The following conversation ensued.

"Kimmy, I am going to make you a red mustache."

"No, J! You can't! Red mustaches aren't real!"

"Kimmy, are red mustaches real?"

"Yes, they are. Some people have black hair and some people have yellow hair and some people have red hair. Those are called gingers and they have ginger mustaches."

"Do you want a ginger mustache?"

"Oh, J, nobody wants a ginger mustache, but if you make it for me, I will love it."

A short time later I took a pile of craft trash over to the corner trash can and found a good four inch chunk of curly human hair on top of the garbage. I was confused. My hair had all been chopped off and not in the basement this time either. Who's...waaaait a minute!

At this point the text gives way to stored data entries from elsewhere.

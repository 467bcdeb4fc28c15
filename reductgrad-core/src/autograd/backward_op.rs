use std::fmt::Debug;

use crate::error::ReductGradError;
use crate::tensor::Tensor;
use crate::types::{Element, Numeric};

/// Gradient slot for one forward input.
///
/// Non-tensor inputs (a reduction dimension, the `keep_dim` flag, `k`, `p`) and
/// non-differentiable ones always receive `NoGradient`.
#[derive(Debug, Clone, PartialEq)]
pub enum InputGrad<T: Element> {
    Grad(Tensor<T>),
    NoGradient,
}

impl<T: Element> InputGrad<T> {
    pub fn is_grad(&self) -> bool {
        matches!(self, InputGrad::Grad(_))
    }

    pub fn as_tensor(&self) -> Option<&Tensor<T>> {
        match self {
            InputGrad::Grad(t) => Some(t),
            InputGrad::NoGradient => None,
        }
    }

    pub fn into_tensor(self) -> Option<Tensor<T>> {
        match self {
            InputGrad::Grad(t) => Some(t),
            InputGrad::NoGradient => None,
        }
    }
}

/// The result of a backward pass: one slot per forward input, in input order.
pub type Gradients<T, const N: usize> = [InputGrad<T>; N];

/// Builds a gradient tuple carrying `grad_input` in slot 0 and `NoGradient` elsewhere.
pub(crate) fn input_grad_only<T: Element, const N: usize>(grad_input: Tensor<T>) -> Gradients<T, N> {
    let mut grads: Gradients<T, N> = std::array::from_fn(|_| InputGrad::NoGradient);
    if let Some(first) = grads.first_mut() {
        *first = InputGrad::Grad(grad_input);
    }
    grads
}

/// Defines the interface for the backward pass of a differentiable reduction.
///
/// The implementing struct is the invocation context: it is built by the forward function,
/// holds everything the backward pass needs (dimension, `keep_dim`, shapes, saved tensors)
/// and is never shared with another invocation. `N` is the number of forward inputs.
///
/// The trait requires `Debug + Send + Sync` so that contexts can be handed to an engine
/// running backward passes on worker threads.
pub trait BackwardOp<T: Numeric, const N: usize>: Debug + Send + Sync {
    /// Maps the gradient of the forward output (`dL/dOutput`) to one gradient per input.
    ///
    /// # Arguments
    /// * `grad_output`: gradient flowing into the output; must have the output's shape.
    ///
    /// # Returns
    /// * `Ok(Gradients)`: slot `i` corresponds to forward input `i`. A gradient tensor
    ///   always has the shape of its input.
    /// * `Err(ReductGradError)`: if `grad_output` does not match the saved output shape.
    fn backward(&self, grad_output: &Tensor<T>) -> Result<Gradients<T, N>, ReductGradError>;
}

#[cfg(test)]
mod tests {
    use super::*;

    #[test]
    fn test_input_grad_only() {
        let g = Tensor::new(vec![1.0f32, 2.0], vec![2]).unwrap();
        let grads: Gradients<f32, 3> = input_grad_only(g.clone());
        assert_eq!(grads[0], InputGrad::Grad(g));
        assert!(!grads[1].is_grad());
        assert_eq!(grads[2].as_tensor(), None);
    }
}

"R, did you cut your hair?" I asked, noticing for the first time the huge, uneven gap on the left side of her face.

Mom E had the boys for an hour on Wednesday while I was away. She had blessed J with a pair of "kid scissors" for our craft table. The kids had been sternly warned against cutting anything besides paper. As far as T or myself knew, neither child had been alone with the scissors at any time.

And before you go defending kid scissors, saying they're not sharp enough to cut hair, let me tell you a little story about myself and the cheapest, crappiest pair of dull kid scissors ever created and the worst hair cut my little brother ever had.

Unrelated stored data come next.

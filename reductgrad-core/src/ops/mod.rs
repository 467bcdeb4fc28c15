//! # Differentiable Operations Module (`ops`)
//!
//! Every operation is split in two halves:
//!
//! - **`_op` functions** run the forward computation on the tensor substrate and return the
//!   output together with the context the backward pass needs.
//! - **`Backward` structs** are those contexts. Each one implements
//!   [`BackwardOp`](../autograd/backward_op/trait.BackwardOp.html) and maps the gradient of
//!   the output to one gradient slot per forward input.
//!
//! A context is built by exactly one forward call and consumed by the matching backward call;
//! nothing is shared between invocations, so independent calls may run on different threads.
//!
//! ## Key Submodules:
//!
//! - [`reduction`]: sum, mean, prod, max/min/mode/median/kthvalue and p-norm.

pub mod reduction;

Well, I guess that's the whole story...

Back to R.

She looked stunned and then thoughtful and then she said no. When she saw me about to say something else she said, "Oh, that was just some hair on the floor."

"Hair on the floor?!"

Either I hadn't vacuumed the basement in weeks or the child was lying. Or both.

"Go upstairs please, we need to talk."

For the next few hours I tried to figure out when she had done it and how I had missed it. I bathed that girl last night. I brushed her hair. Her mom brushed it this morning. How had no one noticed that gaping hole where curls had once been?

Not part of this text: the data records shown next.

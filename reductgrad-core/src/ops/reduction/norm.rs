use log::{debug, warn};

use crate::autograd::backward_op::{input_grad_only, BackwardOp, Gradients};
use crate::error::ReductGradError;
use crate::tensor::Tensor;
use crate::types::Numeric;

use super::utils::{ReduceDim, ReductionContext};

/// Backward operation context for `norm_op`.
///
/// Saves the input and the computed norm (the scalar norm for the global form, the
/// per-slice norms otherwise).
#[derive(Debug, Clone)]
pub struct NormBackward<T: Numeric> {
    pub(crate) ctx: ReductionContext,
    pub(crate) p: T,
    pub(crate) input: Tensor<T>,
    pub(crate) norm: Tensor<T>,
}

impl<T: Numeric> NormBackward<T> {
    pub fn context(&self) -> &ReductionContext {
        &self.ctx
    }

    pub fn p(&self) -> T {
        self.p
    }

    fn is_euclidean(&self) -> bool {
        self.p == T::one() + T::one()
    }

    /// `x * |x|^(p - 2)`, i.e. `sign(x) * |x|^(p - 1)`, taken as 0 at `x = 0`.
    fn weighted_input(&self) -> Tensor<T> {
        let exponent = self.p - (T::one() + T::one());
        self.input.map(|x| {
            if x == T::zero() {
                T::zero()
            } else {
                x * x.abs().powf(exponent)
            }
        })
    }
}

impl<T: Numeric> BackwardOp<T, 4> for NormBackward<T> {
    /// Slots: (input, p, dim, keep_dim).
    ///
    /// A slice whose norm is zero gets a zero gradient.
    fn backward(&self, grad_output: &Tensor<T>) -> Result<Gradients<T, 4>, ReductGradError> {
        self.ctx.check_grad_output(grad_output, "norm_backward")?;
        let (grad, norm) = match self.ctx.dim {
            None => (
                self.ctx.broadcast_to_input(grad_output)?,
                self.ctx.broadcast_to_input(&self.norm)?,
            ),
            Some(_) => (
                self.ctx.restore_reduced_axis(grad_output)?,
                self.ctx.restore_reduced_axis(&self.norm)?,
            ),
        };
        if norm.iter().any(|n| n == T::zero()) {
            warn!("norm_backward: zero norm encountered, gradient set to zero for that slice");
        }

        let grad_input = if self.is_euclidean() {
            debug!("norm_backward: p = 2 closed form");
            self.input.mul(&grad.div_or_zero(&norm)?)?
        } else {
            debug!("norm_backward: general p = {:?}", self.p);
            let denominator = norm.powf(self.p - T::one());
            self.weighted_input().mul(&grad.div_or_zero(&denominator)?)?
        };
        Ok(input_grad_only(grad_input))
    }
}

/// p-norm over all elements or along one axis: `(sum |x|^p)^(1/p)`.
///
/// `p` must be finite and strictly positive.
pub fn norm_op<T: Numeric>(
    input: &Tensor<T>,
    p: f64,
    dim: ReduceDim,
    keep_dim: bool,
) -> Result<(Tensor<T>, NormBackward<T>), ReductGradError> {
    if !p.is_finite() || p <= 0.0 {
        return Err(ReductGradError::InvalidArgument(format!(
            "norm: p must be finite and positive, got {}",
            p
        )));
    }
    let p_t = T::from_f64_lossy(p);
    let resolved = dim.resolve(input.rank())?;
    let output = match resolved {
        None => Tensor::new(vec![input.norm_all(p_t)], vec![1])?,
        Some(d) => input.norm_dim(p_t, d, keep_dim)?,
    };
    debug!("norm_op (p = {}): {:?} -> {:?} ({:?})", p, input.shape(), output.shape(), dim);
    let ctx = ReductionContext::new(resolved, keep_dim, input.shape(), output.shape());
    Ok((
        output.clone(),
        NormBackward {
            ctx,
            p: p_t,
            input: input.clone(),
            norm: output,
        },
    ))
}

#[cfg(test)]
#[path = "norm_test.rs"]
mod tests;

More importantly, when had she been in the basement alone without anyone knowing?!

We still don't know.

But T came home with news that she had received a phone call from R's teacher. Apparently our budding hair stylist also has a taste for human flesh. She licked a classmate today, and this is not the first time.

What?!

Because J got sent home from school and because he has two excitable grandmothers, Shabbat dinner was moved to our house on a moment's notice and T's mom showed up this afternoon with food. E's mom joined us later and they fussed over him all evening. Monkey started to crash about an hour before the adults would eat dinner so I decided to feed him in the quiet kitchen before he melted down completely and tried to kill one or all of us.

I was reciting Goodnight Moon for the zillionth time when R came into the room with a gift bag and yelled, "Happy Valentine's day!" With Mom E on her heels.

Another gift.

Mom E told me in Farsi that she loves me and that I am her love and she reworded it about six other ways, partially in English. She thanked me for being beautiful (you are all welcome) and then left me alone to finish feeding the punk who was yelling,
"Help! Grandma! Help!" as she exited.

I finished with him and turned him loose and then peeked into the Saks 5th Avenue bag to find a red windbreaker sweatsuit, circa 1984. And when I say red, I mean red red.

It's STILL the thought that counts, so I made sure to thank her later and tell her it was great. The wrinkled tags on it suggest that it has been lying around her home along with all the things she regifts to her grandchildren.

R received a coat earlier this winter that looked like James P. Sullivan of Monsters Inc. Exactly like him. We hope the Salvation Army can find a good use for it.

But yes, it's the thought that counts. So even when she took my face in her hands and told me she loved me I didn't slap her, which is usually my knee-jerk reaction to people touching my face.

I thanked her again and wished her a goodnight.

Later I tried on the pants, because let's face it, I'd wear them on laundry day, and thanked the Lord I'm not a ginger and can pull that color off.